What you will do -> Go through the lines below one by one and count those holding the string "YYYY". Give the count alone.

Saved data entries

# # #

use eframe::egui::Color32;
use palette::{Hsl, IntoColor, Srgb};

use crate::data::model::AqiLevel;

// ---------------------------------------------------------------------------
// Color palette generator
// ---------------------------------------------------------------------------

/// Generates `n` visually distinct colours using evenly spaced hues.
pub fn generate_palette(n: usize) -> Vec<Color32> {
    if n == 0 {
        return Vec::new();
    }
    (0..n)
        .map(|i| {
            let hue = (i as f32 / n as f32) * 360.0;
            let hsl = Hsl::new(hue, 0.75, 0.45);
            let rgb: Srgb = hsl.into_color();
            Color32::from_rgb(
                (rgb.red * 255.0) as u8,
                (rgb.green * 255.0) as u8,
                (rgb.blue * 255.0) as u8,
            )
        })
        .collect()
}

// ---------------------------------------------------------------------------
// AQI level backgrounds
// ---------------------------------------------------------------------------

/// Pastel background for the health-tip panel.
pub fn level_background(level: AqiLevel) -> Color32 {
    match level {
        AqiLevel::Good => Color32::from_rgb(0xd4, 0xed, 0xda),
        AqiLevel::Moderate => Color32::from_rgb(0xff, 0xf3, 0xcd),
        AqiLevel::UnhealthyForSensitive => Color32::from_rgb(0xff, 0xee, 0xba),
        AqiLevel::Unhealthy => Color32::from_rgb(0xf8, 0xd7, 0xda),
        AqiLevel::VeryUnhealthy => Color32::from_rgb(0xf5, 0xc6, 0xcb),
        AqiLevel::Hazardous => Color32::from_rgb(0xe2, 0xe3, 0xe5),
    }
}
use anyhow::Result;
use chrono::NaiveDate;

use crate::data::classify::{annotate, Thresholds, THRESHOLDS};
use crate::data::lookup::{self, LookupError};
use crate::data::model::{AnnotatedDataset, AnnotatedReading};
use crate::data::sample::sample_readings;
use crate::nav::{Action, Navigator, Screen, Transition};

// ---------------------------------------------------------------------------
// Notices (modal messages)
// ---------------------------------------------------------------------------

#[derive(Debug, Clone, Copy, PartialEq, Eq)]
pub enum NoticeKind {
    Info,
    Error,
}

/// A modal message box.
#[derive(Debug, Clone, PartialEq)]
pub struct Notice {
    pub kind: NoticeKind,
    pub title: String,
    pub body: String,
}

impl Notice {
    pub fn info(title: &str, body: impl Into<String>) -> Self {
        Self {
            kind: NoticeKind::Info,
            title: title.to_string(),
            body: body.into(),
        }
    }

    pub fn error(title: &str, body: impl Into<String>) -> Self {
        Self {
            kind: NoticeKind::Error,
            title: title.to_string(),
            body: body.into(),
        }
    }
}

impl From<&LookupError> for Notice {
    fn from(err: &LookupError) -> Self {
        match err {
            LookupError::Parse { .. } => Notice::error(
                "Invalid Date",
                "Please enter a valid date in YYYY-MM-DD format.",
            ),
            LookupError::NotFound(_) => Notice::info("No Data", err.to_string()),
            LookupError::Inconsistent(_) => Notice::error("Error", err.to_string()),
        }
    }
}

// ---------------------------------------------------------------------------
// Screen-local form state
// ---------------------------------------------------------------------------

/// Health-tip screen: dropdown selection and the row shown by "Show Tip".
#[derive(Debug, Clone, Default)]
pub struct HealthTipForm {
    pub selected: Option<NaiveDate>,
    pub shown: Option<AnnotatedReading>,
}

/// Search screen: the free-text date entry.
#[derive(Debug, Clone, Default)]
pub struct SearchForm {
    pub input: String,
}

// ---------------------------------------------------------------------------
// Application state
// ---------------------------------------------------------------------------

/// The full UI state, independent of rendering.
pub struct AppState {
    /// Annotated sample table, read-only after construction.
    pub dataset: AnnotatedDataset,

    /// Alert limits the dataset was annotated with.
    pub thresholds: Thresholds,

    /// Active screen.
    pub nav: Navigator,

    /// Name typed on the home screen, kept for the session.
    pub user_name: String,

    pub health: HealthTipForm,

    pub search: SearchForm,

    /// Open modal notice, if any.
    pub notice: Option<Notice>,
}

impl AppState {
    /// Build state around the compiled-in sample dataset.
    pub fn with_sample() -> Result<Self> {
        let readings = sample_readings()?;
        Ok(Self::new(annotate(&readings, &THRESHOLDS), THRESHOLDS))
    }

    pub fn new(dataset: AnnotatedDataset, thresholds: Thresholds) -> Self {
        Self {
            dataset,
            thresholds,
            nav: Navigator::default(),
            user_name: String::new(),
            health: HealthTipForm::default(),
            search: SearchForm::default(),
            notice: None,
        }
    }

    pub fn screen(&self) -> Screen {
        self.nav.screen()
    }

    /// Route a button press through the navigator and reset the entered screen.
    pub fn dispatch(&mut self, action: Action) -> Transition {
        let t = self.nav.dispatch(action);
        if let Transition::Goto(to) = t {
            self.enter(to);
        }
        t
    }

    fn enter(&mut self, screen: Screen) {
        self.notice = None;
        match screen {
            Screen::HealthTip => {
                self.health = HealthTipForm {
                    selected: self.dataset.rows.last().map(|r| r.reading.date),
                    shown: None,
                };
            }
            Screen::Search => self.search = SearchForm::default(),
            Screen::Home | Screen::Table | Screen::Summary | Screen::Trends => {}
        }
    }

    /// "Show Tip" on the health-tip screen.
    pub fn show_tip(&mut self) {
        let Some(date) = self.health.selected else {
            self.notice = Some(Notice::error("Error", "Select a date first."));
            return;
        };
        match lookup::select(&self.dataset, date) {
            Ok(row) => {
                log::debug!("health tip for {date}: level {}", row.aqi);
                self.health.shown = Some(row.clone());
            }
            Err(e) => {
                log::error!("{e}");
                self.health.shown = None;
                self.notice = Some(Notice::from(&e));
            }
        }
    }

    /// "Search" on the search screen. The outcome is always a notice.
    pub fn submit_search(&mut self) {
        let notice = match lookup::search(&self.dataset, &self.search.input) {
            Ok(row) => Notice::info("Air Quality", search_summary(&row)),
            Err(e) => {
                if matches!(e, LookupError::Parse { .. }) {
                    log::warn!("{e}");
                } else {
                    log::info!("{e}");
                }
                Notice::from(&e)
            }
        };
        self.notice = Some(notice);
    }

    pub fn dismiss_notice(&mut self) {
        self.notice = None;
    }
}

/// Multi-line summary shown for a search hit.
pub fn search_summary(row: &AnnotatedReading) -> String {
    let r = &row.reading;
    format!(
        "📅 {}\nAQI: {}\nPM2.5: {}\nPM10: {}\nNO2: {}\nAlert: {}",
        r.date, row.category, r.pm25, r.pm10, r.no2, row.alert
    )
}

# # #

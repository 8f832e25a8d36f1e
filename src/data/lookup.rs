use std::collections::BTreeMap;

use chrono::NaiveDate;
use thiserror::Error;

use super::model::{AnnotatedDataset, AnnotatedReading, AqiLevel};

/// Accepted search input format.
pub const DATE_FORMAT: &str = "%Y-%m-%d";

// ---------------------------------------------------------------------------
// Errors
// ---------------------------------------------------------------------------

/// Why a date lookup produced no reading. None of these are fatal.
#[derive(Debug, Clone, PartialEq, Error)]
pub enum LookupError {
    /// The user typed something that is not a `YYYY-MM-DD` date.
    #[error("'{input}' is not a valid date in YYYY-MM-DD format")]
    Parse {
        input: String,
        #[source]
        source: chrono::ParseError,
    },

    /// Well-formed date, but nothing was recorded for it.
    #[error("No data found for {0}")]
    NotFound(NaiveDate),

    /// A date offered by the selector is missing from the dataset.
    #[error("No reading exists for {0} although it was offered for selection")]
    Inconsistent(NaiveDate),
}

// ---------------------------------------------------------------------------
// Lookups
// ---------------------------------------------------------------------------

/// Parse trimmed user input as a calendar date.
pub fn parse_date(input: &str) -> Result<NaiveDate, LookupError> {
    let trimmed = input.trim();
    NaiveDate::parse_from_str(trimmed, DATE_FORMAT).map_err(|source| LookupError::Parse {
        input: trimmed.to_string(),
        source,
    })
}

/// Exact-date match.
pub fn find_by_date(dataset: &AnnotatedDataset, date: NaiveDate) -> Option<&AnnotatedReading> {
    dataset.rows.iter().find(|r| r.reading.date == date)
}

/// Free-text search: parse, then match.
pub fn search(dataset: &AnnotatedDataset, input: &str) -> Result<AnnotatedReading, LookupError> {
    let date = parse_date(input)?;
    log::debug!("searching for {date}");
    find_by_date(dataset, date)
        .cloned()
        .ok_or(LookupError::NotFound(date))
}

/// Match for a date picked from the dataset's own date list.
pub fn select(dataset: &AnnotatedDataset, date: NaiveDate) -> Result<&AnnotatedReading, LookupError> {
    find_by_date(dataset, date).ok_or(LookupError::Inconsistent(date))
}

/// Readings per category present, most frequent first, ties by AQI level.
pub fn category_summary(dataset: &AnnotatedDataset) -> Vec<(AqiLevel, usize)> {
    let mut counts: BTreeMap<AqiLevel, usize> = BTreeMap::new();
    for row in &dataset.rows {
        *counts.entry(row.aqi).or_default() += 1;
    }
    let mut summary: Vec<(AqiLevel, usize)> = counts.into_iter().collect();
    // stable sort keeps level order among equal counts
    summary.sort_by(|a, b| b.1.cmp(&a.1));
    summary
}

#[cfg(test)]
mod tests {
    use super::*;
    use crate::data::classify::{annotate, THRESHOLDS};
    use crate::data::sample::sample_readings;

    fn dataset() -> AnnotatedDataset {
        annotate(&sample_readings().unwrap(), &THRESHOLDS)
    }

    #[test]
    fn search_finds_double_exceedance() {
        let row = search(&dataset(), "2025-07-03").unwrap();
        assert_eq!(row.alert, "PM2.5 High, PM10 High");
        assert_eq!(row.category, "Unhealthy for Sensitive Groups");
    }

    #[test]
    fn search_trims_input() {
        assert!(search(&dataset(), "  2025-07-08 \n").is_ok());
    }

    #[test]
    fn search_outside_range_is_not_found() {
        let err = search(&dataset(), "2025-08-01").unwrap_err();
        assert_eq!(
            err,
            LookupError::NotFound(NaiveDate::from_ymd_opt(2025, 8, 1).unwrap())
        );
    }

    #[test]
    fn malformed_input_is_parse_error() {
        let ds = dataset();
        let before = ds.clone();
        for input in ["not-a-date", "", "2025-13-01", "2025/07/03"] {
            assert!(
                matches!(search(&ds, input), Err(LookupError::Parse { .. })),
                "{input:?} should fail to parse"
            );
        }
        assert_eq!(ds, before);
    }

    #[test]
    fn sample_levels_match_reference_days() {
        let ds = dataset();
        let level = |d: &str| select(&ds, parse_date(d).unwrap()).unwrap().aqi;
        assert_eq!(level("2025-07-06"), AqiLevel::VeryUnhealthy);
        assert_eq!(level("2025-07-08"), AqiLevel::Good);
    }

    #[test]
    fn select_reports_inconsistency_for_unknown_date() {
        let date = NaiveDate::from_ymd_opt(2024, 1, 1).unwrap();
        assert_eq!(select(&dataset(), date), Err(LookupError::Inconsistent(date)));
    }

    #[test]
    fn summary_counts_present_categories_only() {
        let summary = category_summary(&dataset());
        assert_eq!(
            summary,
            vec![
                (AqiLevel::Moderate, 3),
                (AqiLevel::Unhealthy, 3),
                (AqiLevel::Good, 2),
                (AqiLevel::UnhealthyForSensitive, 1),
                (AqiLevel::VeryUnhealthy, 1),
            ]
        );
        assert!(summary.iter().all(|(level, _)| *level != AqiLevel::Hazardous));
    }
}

# # #

Result for this task -> 3